== Segment start ==

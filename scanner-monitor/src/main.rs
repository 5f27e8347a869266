use rustls::crypto::ring::default_provider;
use scanner_data::{
    Command, FilterCriteria, GateConnector, GateRestClient, ScannerConfig, ScannerError,
    ScannerHandle, ScannerView, SymbolCard, Timeframe,
};
use std::str::FromStr;
use tokio::{
    io::{AsyncBufReadExt, BufReader},
    sync::watch,
};
use tracing::{debug, info, warn};

/// Parsed stdin line
#[derive(Debug, Clone, PartialEq)]
enum Input {
    Command(Command),
    Quit,
}

#[tokio::main]
async fn main() -> Result<(), ScannerError> {
    // Install rustls crypto provider for the wss:// and https:// endpoints
    let _ = default_provider().install_default();

    // Initialize logging
    init_logging();

    let config = ScannerConfig::from_env()?;
    let mut criteria = criteria_from_env()?;

    info!(
        symbols = config.symbols.len(),
        ws_url = %config.ws_url,
        rest_url = %config.rest_url,
        "Starting scanner monitor"
    );

    let connector = GateConnector::new(config.ws_url.clone());
    let source = GateRestClient::new(config.rest_url.clone(), config.rest_timeout);
    let scanner = ScannerHandle::spawn(config, connector, source)?;

    if criteria != FilterCriteria::default() {
        scanner.send(Command::SetCriteria(criteria)).await?;
    }

    tokio::spawn(log_view_changes(scanner.subscribe()));

    info!(
        "Commands: p (pause/resume), v <n>, c <n>, t <n>, tf <1m|5m|15m|1h>, \
         r (refresh tickers), q (quit)"
    );

    let mut lines = BufReader::new(tokio::io::stdin()).lines();
    let mut stdin_open = true;

    loop {
        tokio::select! {
            _ = tokio::signal::ctrl_c() => {
                info!("Received Ctrl-C, shutting down");
                break;
            }

            line = lines.next_line(), if stdin_open => match line {
                Ok(Some(line)) => match parse_input(&line, &mut criteria) {
                    Ok(Some(Input::Quit)) => break,
                    Ok(Some(Input::Command(command))) => scanner.send(command).await?,
                    Ok(None) => {}
                    Err(error) => warn!(%error, "Ignoring input"),
                },
                Ok(None) => {
                    debug!("stdin closed, waiting for Ctrl-C");
                    stdin_open = false;
                }
                Err(e) => {
                    warn!("Failed to read stdin: {}", e);
                    stdin_open = false;
                }
            },
        }
    }

    scanner.shutdown().await
}

fn init_logging() {
    tracing_subscriber::fmt()
        .with_env_filter(
            tracing_subscriber::EnvFilter::try_from_default_env()
                .unwrap_or_else(|_| tracing_subscriber::EnvFilter::new("info")),
        )
        .init();
}

/// Initial thresholds from MIN_VOLUME, MIN_CHANGE and MIN_TRADES (default 0).
fn criteria_from_env() -> Result<FilterCriteria, ScannerError> {
    Ok(FilterCriteria::new(
        finite("MIN_VOLUME", env_or("MIN_VOLUME", 0.0)?)?,
        finite("MIN_CHANGE", env_or("MIN_CHANGE", 0.0)?)?,
        env_or("MIN_TRADES", 0)?,
    ))
}

fn env_or<T: FromStr>(key: &str, default: T) -> Result<T, ScannerError> {
    match std::env::var(key) {
        Ok(value) => value
            .trim()
            .parse()
            .map_err(|_| ScannerError::InvalidConfig(format!("{key}: cannot parse {value:?}"))),
        Err(_) => Ok(default),
    }
}

/// Parse one stdin line, updating `criteria` in place for threshold commands.
fn parse_input(line: &str, criteria: &mut FilterCriteria) -> Result<Option<Input>, ScannerError> {
    let mut parts = line.split_whitespace();
    let Some(keyword) = parts.next() else {
        return Ok(None);
    };
    let argument = parts.next();

    let input = match keyword {
        "q" | "quit" => Input::Quit,
        "p" | "pause" => Input::Command(Command::TogglePause),
        "r" | "refresh" => Input::Command(Command::RefreshTickers),
        "v" => {
            criteria.min_volume = parse_threshold(keyword, argument)?;
            Input::Command(Command::SetCriteria(*criteria))
        }
        "c" => {
            criteria.min_change = parse_threshold(keyword, argument)?;
            Input::Command(Command::SetCriteria(*criteria))
        }
        "t" => {
            criteria.min_trades = parse_argument(keyword, argument)?;
            Input::Command(Command::SetCriteria(*criteria))
        }
        "tf" => {
            let label = argument.ok_or_else(|| missing_argument(keyword))?;
            Input::Command(Command::SetTimeframe(Timeframe::from_str(label)?))
        }
        other => {
            return Err(ScannerError::InvalidConfig(format!(
                "unknown command {other:?}"
            )));
        }
    };

    Ok(Some(input))
}

fn parse_argument<T: FromStr>(keyword: &str, argument: Option<&str>) -> Result<T, ScannerError> {
    let argument = argument.ok_or_else(|| missing_argument(keyword))?;
    argument.parse().map_err(|_| {
        ScannerError::InvalidConfig(format!("{keyword}: cannot parse {argument:?}"))
    })
}

/// Finite `f64` threshold; `nan` and `inf` parse but never compare usefully.
fn parse_threshold(keyword: &str, argument: Option<&str>) -> Result<f64, ScannerError> {
    finite(keyword, parse_argument(keyword, argument)?)
}

fn finite(name: &str, value: f64) -> Result<f64, ScannerError> {
    if value.is_finite() {
        Ok(value)
    } else {
        Err(ScannerError::InvalidConfig(format!(
            "{name}: threshold must be finite, got {value}"
        )))
    }
}

fn missing_argument(keyword: &str) -> ScannerError {
    ScannerError::InvalidConfig(format!("{keyword}: missing argument"))
}

/// Log pause state and visible set transitions, plus order book updates at debug level.
async fn log_view_changes(mut view: watch::Receiver<ScannerView>) {
    let mut last_paused = None;
    let mut last_visible = Vec::new();

    while view.changed().await.is_ok() {
        let current = view.borrow_and_update().clone();

        if last_paused != Some(current.paused) {
            info!(
                paused = current.paused,
                timeframe = %current.timeframe,
                criteria = ?current.criteria,
                "Scanner state"
            );
            last_paused = Some(current.paused);
        }

        let visible = current.visible();
        if visible != last_visible {
            let cards = current
                .cards
                .iter()
                .map(format_card)
                .collect::<Vec<_>>()
                .join(", ");
            info!(count = visible.len(), "Visible: [{}]", cards);
            last_visible = visible;
        }

        for card in current.cards.iter().filter(|card| card.highlighted) {
            if let Some(book) = &card.book {
                debug!(
                    symbol = %card.symbol,
                    best_bid = ?book.best_bid().map(|level| level.price),
                    best_ask = ?book.best_ask().map(|level| level.price),
                    spread = ?book.spread(),
                    "Order book update"
                );
            }
        }
    }
}

fn format_card(card: &SymbolCard) -> String {
    match &card.ticker {
        Some(ticker) => format!(
            "{} (trades {}, vol {:.2}, chg {:+.2}%)",
            card.symbol, card.trades, ticker.volume_24h, ticker.change_24h
        ),
        None => format!("{} (trades {})", card.symbol, card.trades),
    }
}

== Segment end ==

## [Exercise goal]
Where the string "warn" occurs in a line of the material above, copy the whole line.

## [Written answer]
use tracing::{debug, info, warn};
                    Err(error) => warn!(%error, "Ignoring input"),
                    warn!("Failed to read stdin: {}", e);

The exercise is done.